Entrando alla Dino si aveva la sensazione di entrare in un grande centro commerciale. In prossimità degli ingressi c'era il bar, aperto per quasi tutte e otto le ore lavorative, e mèta di pellegrinaggi di intere unità. Anni prima avevo avuto un diverbio con un mio capo perché costui, quattro volte al giorno andava a prendere il caffè e pretendeva di essere circondato da una folta corte. Chiamava pertanto tutte le segretarie, anche quella del mio dipartimento, che lasciava il lavoro per andare a prendere il caffè con il capo divisione. Io, e come me tanti altri, ci sentivamo a disagio quando un visitatore veniva a trovarci e doveva solcare quelle fiumane di lavoratori caffeinomani. Durante le due ore di chiusura del bar si poteva ricorrere alle macchinette automatiche, attorno alle quali si formavano gruppi di lavoratori che, esausti per l'eccesso di lavoro, si ritrovavano a discutere della partita o dello spettacolo televisivo. Ancora più traumatica era l'esperienza di un giro estemporaneo nei corridoi delle varie strutture operative o dei servizi. Uffici trasformati in salottini dove si discuteva animatamente di politica, dipendenti che leggevano un quotidiano o una rivista, radioline accese a tutto volume, lavoratori intenti al computer in giochi impegnativi, laboratori nei quali regnava disordine e confusione. Meno appariscente, ma nota a tutti era la consuetudine di fare affari all'interno dell'azienda; c'erano i mediatori immobiliari e altri che si accontentavano del piccolo commercio.
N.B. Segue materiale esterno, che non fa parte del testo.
//! Shared geometric and color primitives used across the document and
//! interaction modules, plus the pure rectangle math behind crop gestures.
//!
//! Everything here is total: degenerate input produces a defined result,
//! never a panic.

use serde::{Deserialize, Serialize};

/// A pointer position in image-pixel coordinates. Pointer events arrive with
/// subpixel precision, so the canvas-space types are `f64`.
#[derive(Debug, Clone, Copy, PartialEq)]
pub struct CanvasPoint {
    pub x: f64,
    pub y: f64,
}

impl CanvasPoint {
    pub const fn new(x: f64, y: f64) -> Self {
        Self { x, y }
    }
}

/// An axis-aligned rectangle in canvas space. Width and height may be
/// negative while a drag is in flight; [`normalize`] produces the
/// equivalent non-negative form.
#[derive(Debug, Clone, Copy, PartialEq)]
pub struct CanvasRect {
    pub x: f64,
    pub y: f64,
    pub w: f64,
    pub h: f64,
}

impl CanvasRect {
    pub const fn new(x: f64, y: f64, w: f64, h: f64) -> Self {
        Self { x, y, w, h }
    }

    /// The eight compass handles of the normalized rect, corners plus edge
    /// midpoints.
    pub fn handle_positions(&self) -> [(CropHandle, CanvasPoint); 8] {
        let r = normalize(*self);
        let cx = r.x + r.w / 2.0;
        let cy = r.y + r.h / 2.0;
        [
            (CropHandle::NorthWest, CanvasPoint::new(r.x, r.y)),
            (CropHandle::North, CanvasPoint::new(cx, r.y)),
            (CropHandle::NorthEast, CanvasPoint::new(r.x + r.w, r.y)),
            (CropHandle::West, CanvasPoint::new(r.x, cy)),
            (CropHandle::East, CanvasPoint::new(r.x + r.w, cy)),
            (CropHandle::SouthWest, CanvasPoint::new(r.x, r.y + r.h)),
            (CropHandle::South, CanvasPoint::new(cx, r.y + r.h)),
            (CropHandle::SouthEast, CanvasPoint::new(r.x + r.w, r.y + r.h)),
        ]
    }

    /// Rounds to whole pixels. Returns `None` when the normalized rect would
    /// round below one pixel on either axis or sits outside the first
    /// quadrant.
    pub fn to_pixel(&self) -> Option<PixelRect> {
        let r = normalize(*self);
        if !(r.x.is_finite() && r.y.is_finite() && r.w.is_finite() && r.h.is_finite()) {
            return None;
        }
        let x = r.x.round();
        let y = r.y.round();
        let w = r.w.round();
        let h = r.h.round();
        if x < 0.0 || y < 0.0 || w < 1.0 || h < 1.0 {
            return None;
        }
        Some(PixelRect::new(x as u32, y as u32, w as u32, h as u32))
    }
}

/// A whole-pixel rectangle, used for committed crops and text overlay
/// bounds.
#[derive(Debug, Clone, Copy, PartialEq, Eq, Serialize, Deserialize)]
pub struct PixelRect {
    pub x: u32,
    pub y: u32,
    pub w: u32,
    pub h: u32,
}

impl PixelRect {
    pub const fn new(x: u32, y: u32, w: u32, h: u32) -> Self {
        Self { x, y, w, h }
    }

    pub const fn right(&self) -> u32 {
        self.x.saturating_add(self.w)
    }

    pub const fn bottom(&self) -> u32 {
        self.y.saturating_add(self.h)
    }

    pub fn center(&self) -> CanvasPoint {
        CanvasPoint::new(
            f64::from(self.x) + f64::from(self.w) / 2.0,
            f64::from(self.y) + f64::from(self.h) / 2.0,
        )
    }
}

#[derive(Debug, Clone, Copy, PartialEq, Eq, Serialize, Deserialize)]
pub struct Color {
    pub r: u8,
    pub g: u8,
    pub b: u8,
}

impl Color {
    pub const fn new(r: u8, g: u8, b: u8) -> Self {
        Self { r, g, b }
    }

    pub const fn rgb(self) -> (u8, u8, u8) {
        (self.r, self.g, self.b)
    }
}

/// One of the eight drag points on a crop rectangle's border.
#[derive(Debug, Clone, Copy, PartialEq, Eq)]
pub enum CropHandle {
    NorthWest,
    North,
    NorthEast,
    West,
    East,
    SouthWest,
    South,
    SouthEast,
}

/// Pointer shape the host should show for a given hover target.
#[derive(Debug, Clone, Copy, PartialEq, Eq)]
pub enum CursorHint {
    ResizeNwSe,
    ResizeNeSw,
    ResizeNs,
    ResizeEw,
    Move,
    Crosshair,
}

impl CropHandle {
    pub const ALL: [CropHandle; 8] = [
        Self::NorthWest,
        Self::North,
        Self::NorthEast,
        Self::West,
        Self::East,
        Self::SouthWest,
        Self::South,
        Self::SouthEast,
    ];

    pub const fn is_corner(self) -> bool {
        matches!(
            self,
            Self::NorthWest | Self::NorthEast | Self::SouthWest | Self::SouthEast
        )
    }

    pub const fn touches_west(self) -> bool {
        matches!(self, Self::NorthWest | Self::West | Self::SouthWest)
    }

    pub const fn touches_east(self) -> bool {
        matches!(self, Self::NorthEast | Self::East | Self::SouthEast)
    }

    pub const fn touches_north(self) -> bool {
        matches!(self, Self::NorthWest | Self::North | Self::NorthEast)
    }

    pub const fn touches_south(self) -> bool {
        matches!(self, Self::SouthWest | Self::South | Self::SouthEast)
    }

    pub const fn cursor(self) -> CursorHint {
        match self {
            Self::NorthWest | Self::SouthEast => CursorHint::ResizeNwSe,
            Self::NorthEast | Self::SouthWest => CursorHint::ResizeNeSw,
            Self::North | Self::South => CursorHint::ResizeNs,
            Self::West | Self::East => CursorHint::ResizeEw,
        }
    }

    /// The corner of `rect` diagonally opposite this handle. Edge handles
    /// have no opposite corner.
    pub fn opposite_corner(self, rect: CanvasRect) -> Option<CanvasPoint> {
        let r = normalize(rect);
        match self {
            Self::NorthWest => Some(CanvasPoint::new(r.x + r.w, r.y + r.h)),
            Self::NorthEast => Some(CanvasPoint::new(r.x, r.y + r.h)),
            Self::SouthWest => Some(CanvasPoint::new(r.x + r.w, r.y)),
            Self::SouthEast => Some(CanvasPoint::new(r.x, r.y)),
            _ => None,
        }
    }
}

const HANDLE_RADIUS_MIN: f64 = 10.0;
const HANDLE_RADIUS_MAX: f64 = 22.0;
const HANDLE_RADIUS_BASE: f64 = 18.0;
const ASPECT_EPSILON: f64 = 0.0001;

/// Returns the equivalent rect with non-negative width and height, so a
/// drag in any direction yields the same rectangle.
pub fn normalize(rect: CanvasRect) -> CanvasRect {
    CanvasRect {
        x: rect.x.min(rect.x + rect.w),
        y: rect.y.min(rect.y + rect.h),
        w: rect.w.abs(),
        h: rect.h.abs(),
    }
}

/// Clips the origin into the canvas and clamps the size so the rect never
/// reaches past the canvas edge. For any input with `w >= 1` and `h >= 1`
/// the output keeps both dimensions at least one pixel.
pub fn clamp_to_canvas(rect: CanvasRect, canvas_w: u32, canvas_h: u32) -> CanvasRect {
    let r = normalize(rect);
    let canvas_w = f64::from(canvas_w);
    let canvas_h = f64::from(canvas_h);
    let x = r.x.clamp(0.0, (canvas_w - 1.0).max(0.0));
    let y = r.y.clamp(0.0, (canvas_h - 1.0).max(0.0));
    let max_w = (canvas_w - x).max(1.0);
    let max_h = (canvas_h - y).max(1.0);
    CanvasRect {
        x,
        y,
        w: r.w.clamp(1.0, max_w),
        h: r.h.clamp(1.0, max_h),
    }
}

fn nudge_from_zero(delta: f64) -> f64 {
    if delta.abs() >= ASPECT_EPSILON {
        delta
    } else if delta >= 0.0 {
        ASPECT_EPSILON
    } else {
        -ASPECT_EPSILON
    }
}

fn apply_aspect_to_delta(dx: f64, dy: f64, ratio: f64) -> (f64, f64) {
    if !ratio.is_finite() || ratio <= 0.0 {
        return (dx, dy);
    }
    let safe_dx = nudge_from_zero(dx);
    let safe_dy = nudge_from_zero(dy);
    if safe_dx.abs() / safe_dy.abs() > ratio {
        (safe_dx, safe_dy.signum() * (safe_dx.abs() / ratio))
    } else {
        (safe_dx.signum() * (safe_dy.abs() * ratio), safe_dy)
    }
}

/// Builds the largest `w/h == ratio` rectangle anchored at one corner and
/// passing through the dominant axis of the drag, so a diagonal drag never
/// produces an inconsistent rect. Zero deltas are nudged by an epsilon to
/// keep the construction total.
pub fn build_aspect_rect(
    anchor_x: f64,
    anchor_y: f64,
    point_x: f64,
    point_y: f64,
    ratio: f64,
) -> CanvasRect {
    let (dx, dy) = apply_aspect_to_delta(point_x - anchor_x, point_y - anchor_y, ratio);
    CanvasRect {
        x: anchor_x.min(anchor_x + dx),
        y: anchor_y.min(anchor_y + dy),
        w: dx.abs(),
        h: dy.abs(),
    }
}

/// Grab radius for crop handles. Scales inversely with zoom so handles stay
/// easy to hit when zoomed in, bounded to `[10, 22]` canvas pixels.
pub fn handle_grab_radius(zoom: f64) -> f64 {
    (HANDLE_RADIUS_BASE / zoom.max(0.7)).clamp(HANDLE_RADIUS_MIN, HANDLE_RADIUS_MAX)
}

/// The nearest handle of `rect` within `radius` of `point`, if any.
pub fn handle_at_point(point: CanvasPoint, rect: CanvasRect, radius: f64) -> Option<CropHandle> {
    let mut best: Option<(CropHandle, f64)> = None;
    for (handle, pos) in rect.handle_positions() {
        let distance = (point.x - pos.x).hypot(point.y - pos.y);
        if distance <= radius && best.map_or(true, |(_, d)| distance < d) {
            best = Some((handle, distance));
        }
    }
    best.map(|(handle, _)| handle)
}

/// Inclusive containment test on the normalized rect.
pub fn point_in_rect(point: CanvasPoint, rect: CanvasRect) -> bool {
    let r = normalize(rect);
    point.x >= r.x && point.x <= r.x + r.w && point.y >= r.y && point.y <= r.y + r.h
}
A me erano stati proposti i seguenti articoli: preservativi, scarpe, maglieria intima, orologi, gioielli, ma sapevo che alla Dino si poteva comprare di tutto. Un altro comportamento indecoroso, che si riscontrava in azienda era l'utilizzo dell'intervallo di mensa; i quarantacinque minuti previsti da contratto, duravano, per la maggior parte dei dipendenti dai sessanta ai centoventi minuti, secondo la legge della relatività temporale. È probabile che dopo il pranzo l'attività degli ormoni androgeni subisse forti impennate; infatti molte coppie si dedicavano ad attività sessuali clandestine, ecclissandosi nei luoghi più impensabili, si raccontava: nei sotterranei, tra le poltrone della sala congressi, nei gabinetti, in uffici e laboratori che consentivano la privacy. Con la possibilità di connessione ad internet, un altro diversivo era nato per rompere la monotonia della giornata.
Tutto avveniva sotto la sguardo benevolo o tollerante della dirigenza ex sindacalista, abituata a trattare i lavoratori come merce di scambio per la propria carriera. Chi cercava di porre un freno a queste interpretazioni tribali del luogo di lavoro, se era un capo veniva considerato antidemocratico, se era un dipendente era sottoposto a discriminazione e mobbing.
Il lavoro lo si faceva veramente, solo quando si andava in missione presso gli impianti di Brachio, perché grazie ai generosi contratti integrativi aziendali, con la trasferta si poteva anche raddoppiare lo stipendio.
È ovvio che nello sfascio generalizzato c'erano anche molti che lavoravano seriamente però, se erano giovani e abbastanza smaliziati, dopo un po' lasciavano la Dino, se erano più anziani, e con poche prospettive di un lavoro all'esterno, si chiudevano in sé stessi e andavano avanti pensando alla pensione.